Goodrich recalled about the strip, "I used animals to relate human foibles with a little twist. Sometimes it would work, and sometimes it wouldn't. It seems the funny things are just short of tragic."

In later years, Goodrich drew a spin-off cartoon series, Creatures, collected in the book Creatures Or Not So Dumb Animals (Eden East Press, 2001). Although Goodrich drew his animal cartoons for years and then wrote newspaper columns ("Travelin' Man") and several books (An Artist's Life), his lasting fame came with a single drawing, "The Little Man," which he drew in 1942. Used alongside San Francisco Chronicle film reviews as a movie rating system, this Goodrich device was praised by Roger Ebert, Gerald Nachman, Austin Kleon, and other writers.

== Animal Crackers (1968–present) ==

=== Publication history ===
Roger Bollen is the creator the strip and did it from 1967 to 1994, and then Fred Wagner took over until his death in 2016. The strip is now drawn by long-time Animal Crackers writer, Mike Osbun. It features a group of animals who live in a fictional jungle called Freeborn. This strip was adapted into a Canadian animated television series in 1997.

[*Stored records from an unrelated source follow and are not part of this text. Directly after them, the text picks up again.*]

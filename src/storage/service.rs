//! storage/service.rs
//!
//! Worker-pool-bounded save/fetch/restore/mark-dumped on top of the DB
//! adapter (C4). Every DB path reserves a semaphore permit at entry and
//! releases it on every exit path, including cancellation.

use crate::cache::eventlog::{CacheOp, LogRecord};
use crate::db::adapter::PgAdapter;
use crate::error::{AppError, AppResult};
use crate::model::{CacheItem, NatsMsg, Order, Orders};
use std::sync::Arc;
use std::time::Duration;
use tokio::sync::{mpsc, oneshot, Mutex, Semaphore};
use tokio_util::sync::CancellationToken;
use tracing::{debug, error, warn};

pub struct StorageService {
    db: Arc<PgAdapter>,
    permits: Arc<Semaphore>,
    out_tx: mpsc::Sender<CacheItem>,
    out_rx: Mutex<Option<mpsc::Receiver<CacheItem>>>,
    err_tx: mpsc::Sender<AppError>,
    cancel: CancellationToken,
}

impl StorageService {
    pub fn new(
        db: Arc<PgAdapter>,
        pool_size: usize,
        err_tx: mpsc::Sender<AppError>,
        cancel: CancellationToken,
    ) -> Arc<Self> {
        let (out_tx, out_rx) = mpsc::channel(256);
        Arc::new(Self {
            db,
            permits: Arc::new(Semaphore::new(pool_size)),
            out_tx,
            out_rx: Mutex::new(Some(out_rx)),
            err_tx,
            cancel,
        })
    }

    /// Taken once at wire-up time by the cache service.
    pub async fn get_channel(&self) -> mpsc::Receiver<CacheItem> {
        self.out_rx
            .lock()
            .await
            .take()
            .expect("StorageService::get_channel called more than once")
    }

    pub fn convert(&self, seq: u64, oid: String, data: bytes::Bytes) -> NatsMsg {
        NatsMsg {
            msg_id: seq,
            order: Order::new(oid, data),
        }
    }

    /// Asynchronous: acquires a permit, inserts, then publishes `AddOne`.
    /// Errors go to the shared error channel; the permit is always released
    /// (it's an RAII guard, dropped at the end of the spawned task).
    pub fn save_order(self: &Arc<Self>, msg: NatsMsg) {
        let this = self.clone();
        tokio::spawn(async move {
            const MARK: &str = "StorageService.save_order";

            let permit = tokio::select! {
                p = this.permits.clone().acquire_owned() => p.expect("semaphore never closed"),
                _ = this.cancel.cancelled() => return,
            };

            let result = this.db.save(&msg.order.oid, &msg.order.raw_ord).await;
            drop(permit);

            match result {
                Ok(()) => {
                    metrics::counter!("orders_saved_total").increment(1);
                    let item = CacheItem::AddOne(msg.order);
                    tokio::select! {
                        _ = this.cancel.cancelled() => {}
                        res = this.out_tx.send(item) => {
                            if res.is_err() {
                                warn!("{MARK}: cache channel closed");
                            }
                        }
                    }
                }
                Err(e) => {
                    metrics::counter!("orders_save_errors_total").increment(1);
                    error!(error = %e, "{MARK}: insert failed");
                    let _ = this.err_tx.send(e).await;
                }
            }
        });
    }

    /// Synchronous one-shot fetch under a permit.
    pub async fn fetch_order(&self, oid: &str) -> AppResult<Order> {
        const MARK: &str = "StorageService.fetch_order";
        let permit = tokio::select! {
            p = self.permits.acquire() => p.expect("semaphore never closed"),
            _ = self.cancel.cancelled() => return Err(AppError::Shutdown),
        };
        let result = self.db.fetch_one_order(oid).await;
        drop(permit);
        if let Err(ref e) = result {
            debug!(error = %e, "{MARK}: {oid}");
        }
        result
    }

    /// Launches a bounded background batch pull restoring cache contents
    /// from rows still marked `evict=true`. Iterates `ceil(limit/10)` times;
    /// publishes one `AddMany` event per iteration. Returns a cancel handle
    /// bounded by `window`, plus a one-shot signal that fires once the first
    /// batch has been enqueued (or immediately, if there is nothing to
    /// restore) -- callers needing I4 (subscribe only after the first batch
    /// is enqueued) should await it before starting the consumer.
    pub fn restore_cache(self: &Arc<Self>, limit: usize, window: Duration) -> (CancellationToken, oneshot::Receiver<()>) {
        const MARK: &str = "StorageService.restore_cache";
        let cancel = self.cancel.child_token();
        let deadline_cancel = cancel.clone();
        tokio::spawn(async move {
            tokio::time::sleep(window).await;
            deadline_cancel.cancel();
        });

        let (first_batch_tx, first_batch_rx) = oneshot::channel();
        let this = self.clone();
        let worker_cancel = cancel.clone();
        tokio::spawn(async move {
            const PAGE_SIZE: i64 = 10;
            let iterations = (limit as i64).div_ceil(PAGE_SIZE).max(1);
            let mut offset: i64 = 0;
            let mut first_batch_tx = Some(first_batch_tx);

            for _ in 0..iterations {
                let permit = tokio::select! {
                    p = this.permits.acquire() => p.expect("semaphore never closed"),
                    _ = worker_cancel.cancelled() => return,
                };

                let page = this.db.fetch_evicted_page(PAGE_SIZE, offset).await;
                drop(permit);

                let orders = match page {
                    Ok(rows) => rows,
                    Err(e) => {
                        error!(error = %e, "{MARK}: page fetch failed");
                        tokio::select! {
                            _ = worker_cancel.cancelled() => {}
                            _ = this.err_tx.send(e) => {}
                        }
                        return;
                    }
                };
                offset += PAGE_SIZE;

                let item = CacheItem::AddMany(Orders { items: orders });
                tokio::select! {
                    _ = worker_cancel.cancelled() => return,
                    res = this.out_tx.send(item) => {
                        if res.is_err() {
                            warn!("{MARK}: cache channel closed");
                            return;
                        }
                    }
                }

                if let Some(tx) = first_batch_tx.take() {
                    let _ = tx.send(());
                }
            }

            if let Some(tx) = first_batch_tx.take() {
                let _ = tx.send(());
            }
            debug!("{MARK}: finished");
        });

        (cancel, first_batch_rx)
    }

    /// Opens one transaction, consumes `in_ch` until closed, queues an
    /// `evict`-bit update per record, then commits. An unknown op aborts
    /// with rollback. The Sentinel record is skipped, never queued.
    /// Calls `cancel` on exit -- this both signals "done" to any caller
    /// still waiting and cancels the sibling reconciliation-deadline timer.
    pub fn mark_dumped(self: &Arc<Self>, mut in_ch: mpsc::Receiver<LogRecord>, cancel: CancellationToken) {
        const MARK: &str = "StorageService.mark_dumped";
        let this = self.clone();
        tokio::spawn(async move {
            let permit = tokio::select! {
                p = this.permits.acquire() => p.expect("semaphore never closed"),
                _ = this.cancel.cancelled() => {
                    cancel.cancel();
                    return;
                },
            };

            let mut tx = match this.db.begin_tx().await {
                Ok(tx) => tx,
                Err(e) => {
                    error!(error = %e, "{MARK}: begin_tx failed");
                    let _ = this.err_tx.send(e).await;
                    drop(permit);
                    cancel.cancel();
                    return;
                }
            };

            // `CacheOp` is an exhaustive enum, so there is no "unknown
            // op-code" case to guard against here -- the Rust type system
            // gives us that invariant for free. `Sentinel` is skipped, never
            // queued.
            while let Some(record) = in_ch.recv().await {
                match record.op {
                    CacheOp::Evicted => tx.add_query(record.key, true),
                    CacheOp::Added => tx.add_query(record.key, false),
                    CacheOp::Sentinel => continue,
                }
            }

            match tx.run_tx().await {
                Ok(()) => match tx.commit().await {
                    Ok(()) => debug!("{MARK}: reconciliation committed"),
                    Err(e) => {
                        error!(error = %e, "{MARK}: commit failed");
                        let _ = this.err_tx.send(e).await;
                    }
                },
                Err(e) => {
                    error!(error = %e, "{MARK}: transaction rolled back");
                    tx.rollback().await;
                    let _ = this.err_tx.send(e).await;
                }
            }

            drop(permit);
            cancel.cancel();
        });
    }

    pub async fn test_connection(&self) -> AppResult<()> {
        self.db.ping().await
    }

    pub async fn disconnect(&self) {
        self.db.disconnect().await;
    }
}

=== Characters and story ===
- Lyle Lion — passive, insecure, and a mama's boy, Lyle Lion is not what one might call "King of the Jungle". He's more (of a Prince who is trying to be king) and intent on talking philosophy and ordering a pizza (preferably vegetarian) than be the dominant predator. His number one goal in life is to date Lana, being very persistent about it despite the multiple failed attempts; outside of that, his other goal is to be an astronomer. From the show, it is believed that he is left-handed.
- Dodo — he is the last remaining dodo alive, and is Lyle's best friend. Rash, impatient, and slightly self-centered, he is extremely hot-headed and refuses to believe that he lacks the ability to fly. This leads to multiple failed attempts to take flight, sometimes using some very innovative yet unusual techniques.
- Eugene — despite his size and nature, this pachyderm is really an "overgrown baby" who craves attention. He is rather arrogant and obnoxious and is not afraid to bully others with his size and strength to get what he wants. Some of his secret pleasures include inhaling loads of peanut butter and stomping petunias, but the sight of a tiny mouse will usually give him a fit.
- Gnu — for a "supposed" leader of a herd, Gnu lacks any leadership qualities; rather, his traits show the exact opposite of a leader: lazy, timid, no sense of direction. Despite his nature, Gnu does mean well and is very dedicated to his herd, even though his presence there will hinder rather than help. He is also a caring parent, as he is a single father who has one son that he loves very much.
- Lana — she is smart, attractive, strong minded, and the object of Lyle's affection. Lana is quite caring towards her fellow inhabitants of Freeborn, and will put the group ahead of herself. She is also an avid book lover, often found with her nose in a novel. Despite showing little to no interest in Lyle's pursuits, it has been hinted that perhaps she does have a crush on him; but only Lana knows the answer to that question, and her lips are sealed.